● **DATA FOR ANALYSIS**
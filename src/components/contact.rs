//! Contact section.
//!
//! The form is bound to a [`SubmissionController`]; delivery runs on a
//! spawned task and the controller only leaves `Submitting` when that task
//! hands back its completion.

use dioxus::prelude::*;
use folio_core::{ContactField, SubmissionController, SubmitError};
use folio_ui::{Button, ButtonVariant, Input, TextArea};

use super::Reveal;
use crate::content::{CONTACT_INFO, SOCIAL_LINKS};
use crate::context::{show_toast, use_sender, use_toasts};

#[component]
pub fn Contact() -> Element {
    rsx! {
        section { id: "contact", class: "section",
            div { class: "container",
                div { class: "section-heading",
                    Reveal { id: "contact.title",
                        h2 { class: "section-title", "Get In Touch" }
                    }
                    p { class: "section-subtitle", "Let's work together" }
                }

                div { class: "contact-grid",
                    Reveal { id: "contact.form", class: "glass-card contact-card", delay_ms: 200,
                        h3 { class: "card-title", "Send Me a Message" }
                        ContactForm {}
                    }

                    Reveal { id: "contact.info", delay_ms: 400,
                        h3 { class: "card-title", "Contact Information" }
                        ContactDetails {}
                        SocialLinks {}
                    }
                }
            }
        }
    }
}

#[component]
fn ContactForm() -> Element {
    let mut form = use_signal(SubmissionController::new);
    let sender = use_sender();
    let toasts = use_toasts();

    let submitting = form.read().is_submitting();

    let on_submit = move |evt: FormEvent| {
        evt.prevent_default();

        let pending = match form.write().submit() {
            Ok(pending) => pending,
            Err(SubmitError::AlreadySubmitting) => return,
            Err(SubmitError::Invalid(err)) => {
                // Native `required` attributes already point at the field
                tracing::debug!(missing = ?err.missing, "Contact form incomplete");
                return;
            }
        };

        let sender = sender.clone();
        spawn(async move {
            let completion = pending.deliver(sender.as_ref()).await;
            let notification = form.write().complete(completion.id, completion.outcome);
            if let Some(notification) = notification {
                show_toast(toasts, notification);
            }
        });
    };

    rsx! {
        form { class: "contact-form", onsubmit: on_submit,
            for field in ContactField::all().iter().copied() {
                if field == ContactField::Message {
                    TextArea {
                        key: "{field}",
                        name: field.as_str().to_string(),
                        label: field.label().to_string(),
                        value: form.read().field(field).to_string(),
                        oninput: move |value: String| apply_edit(&mut form.write(), field, value),
                        rows: 5,
                        required: true,
                        disabled: submitting,
                    }
                } else {
                    Input {
                        key: "{field}",
                        name: field.as_str().to_string(),
                        label: field.label().to_string(),
                        input_type: input_type(field).to_string(),
                        value: form.read().field(field).to_string(),
                        oninput: move |value: String| apply_edit(&mut form.write(), field, value),
                        required: true,
                        disabled: submitting,
                    }
                }
            }

            Button {
                variant: ButtonVariant::Primary,
                button_type: "submit".to_string(),
                class: "w-full btn-hover".to_string(),
                disabled: submitting,
                if submitting {
                    span { class: "animate-pulse", "Sending..." }
                } else {
                    span { "Send Message" }
                    span { class: "send-icon", "\u{27A4}" }
                }
            }
        }
    }
}

/// Edits are refused while a message is in flight; the field keeps its
/// submitted value.
fn apply_edit(form: &mut SubmissionController, field: ContactField, value: String) {
    if let Err(err) = form.update_field(field, value) {
        tracing::trace!(%field, error = %err, "Dropped form edit");
    }
}

fn input_type(field: ContactField) -> &'static str {
    match field {
        ContactField::Email => "email",
        _ => "text",
    }
}

#[component]
fn ContactDetails() -> Element {
    rsx! {
        div { class: "glass-card contact-card",
            div { class: "contact-info",
                for info in CONTACT_INFO {
                    div { key: "{info.title}", class: "contact-info-row",
                        div { class: "icon-badge", "{info.icon}" }
                        div {
                            h4 { class: "contact-info-title", "{info.title}" }
                            if let Some(link) = info.link {
                                a { class: "muted link-hover", href: "{link}", "{info.value}" }
                            } else {
                                p { class: "muted", "{info.value}" }
                            }
                        }
                    }
                }
            }
        }
    }
}

#[component]
fn SocialLinks() -> Element {
    rsx! {
        div { class: "glass-card contact-card",
            h3 { class: "card-title", "Let's Connect" }
            p { class: "muted",
                "Follow along for new projects and the occasional write-up."
            }
            div { class: "social-links",
                for social in SOCIAL_LINKS {
                    a {
                        key: "{social.label}",
                        class: "icon-badge icon-badge--link",
                        href: "{social.href}",
                        target: "_blank",
                        rel: "noopener noreferrer",
                        "aria-label": "{social.label}",
                        "{social.glyph}"
                    }
                }
            }
        }
    }
}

● **REQUIREMENT**
All of the material above needs to be transcribed verbatim.

● **SOLUTION**
filename src/components/contact.rs
//! Contact section.
//!
//! The form is bound to a [`SubmissionController`]; delivery runs on a
//! spawned task and the controller only leaves `Submitting` when that task
//! hands back its completion.

use dioxus::prelude::*;
use folio_core::{ContactField, SubmissionController, SubmitError};
use folio_ui::{Button, ButtonVariant, Input, TextArea};

use super::Reveal;
use crate::content::{CONTACT_INFO, SOCIAL_LINKS};
use crate::context::{show_toast, use_sender, use_toasts};

#[component]
pub fn Contact() -> Element {
    rsx! {
        section { id: "contact", class: "section",
            div { class: "container",
                div { class: "section-heading",
                    Reveal { id: "contact.title",
                        h2 { class: "section-title", "Get In Touch" }
                    }
                    p { class: "section-subtitle", "Let's work together" }
                }

                div { class: "contact-grid",
                    Reveal { id: "contact.form", class: "glass-card contact-card", delay_ms: 200,
                        h3 { class: "card-title", "Send Me a Message" }
                        ContactForm {}
                    }

                    Reveal { id: "contact.info", delay_ms: 400,
                        h3 { class: "card-title", "Contact Information" }
                        ContactDetails {}
                        SocialLinks {}
                    }
                }
            }
        }
    }
}

#[component]
fn ContactForm() -> Element {
    let mut form = use_signal(SubmissionController::new);
    let sender = use_sender();
    let toasts = use_toasts();

    let submitting = form.read().is_submitting();

    let on_submit = move |evt: FormEvent| {
        evt.prevent_default();

        let pending = match form.write().submit() {
            Ok(pending) => pending,
            Err(SubmitError::AlreadySubmitting) => return,
            Err(SubmitError::Invalid(err)) => {
                // Native `required` attributes already point at the field
                tracing::debug!(missing = ?err.missing, "Contact form incomplete");
                return;
            }
        };

        let sender = sender.clone();
        spawn(async move {
            let completion = pending.deliver(sender.as_ref()).await;
            let notification = form.write().complete(completion.id, completion.outcome);
            if let Some(notification) = notification {
                show_toast(toasts, notification);
            }
        });
    };

    rsx! {
        form { class: "contact-form", onsubmit: on_submit,
            for field in ContactField::all().iter().copied() {
                if field == ContactField::Message {
                    TextArea {
                        key: "{field}",
                        name: field.as_str().to_string(),
                        label: field.label().to_string(),
                        value: form.read().field(field).to_string(),
                        oninput: move |value: String| apply_edit(&mut form.write(), field, value),
                        rows: 5,
                        required: true,
                        disabled: submitting,
                    }
                } else {
                    Input {
                        key: "{field}",
                        name: field.as_str().to_string(),
                        label: field.label().to_string(),
                        input_type: input_type(field).to_string(),
                        value: form.read().field(field).to_string(),
                        oninput: move |value: String| apply_edit(&mut form.write(), field, value),
                        required: true,
                        disabled: submitting,
                    }
                }
            }

            Button {
                variant: ButtonVariant::Primary,
                button_type: "submit".to_string(),
                class: "w-full btn-hover".to_string(),
                disabled: submitting,
                if submitting {
                    span { class: "animate-pulse", "Sending..." }
                } else {
                    span { "Send Message" }
                    span { class: "send-icon", "\u{27A4}" }
                }
            }
        }
    }
}

/// Edits are refused while a message is in flight; the field keeps its
/// submitted value.
fn apply_edit(form: &mut SubmissionController, field: ContactField, value: String) {
    if let Err(err) = form.update_field(field, value) {
        tracing::trace!(%field, error = %err, "Dropped form edit");
    }
}

fn input_type(field: ContactField) -> &'static str {
    match field {
        ContactField::Email => "email",
        _ => "text",
    }
}

#[component]
fn ContactDetails() -> Element {
    rsx! {
        div { class: "glass-card contact-card",
            div { class: "contact-info",
                for info in CONTACT_INFO {
                    div { key: "{info.title}", class: "contact-info-row",
                        div { class: "icon-badge", "{info.icon}" }
                        div {
                            h4 { class: "contact-info-title", "{info.title}" }
                            if let Some(link) = info.link {
                                a { class: "muted link-hover", href: "{link}", "{info.value}" }
                            } else {
                                p { class: "muted", "{info.value}" }
                            }
                        }
                    }
                }
            }
        }
    }
}

#[component]
fn SocialLinks() -> Element {
    rsx! {
        div { class: "glass-card contact-card",
            h3 { class: "card-title", "Let's Connect" }
            p { class: "muted",
                "Follow along for new projects and the occasional write-up."
            }
            div { class: "social-links",
                for social in SOCIAL_LINKS {
                    a {
                        key: "{social.label}",
                        class: "icon-badge icon-badge--link",
                        href: "{social.href}",
                        target: "_blank",
                        rel: "noopener noreferrer",
                        "aria-label": "{social.label}",
                        "{social.glyph}"
                    }
                }
            }
        }
    }
}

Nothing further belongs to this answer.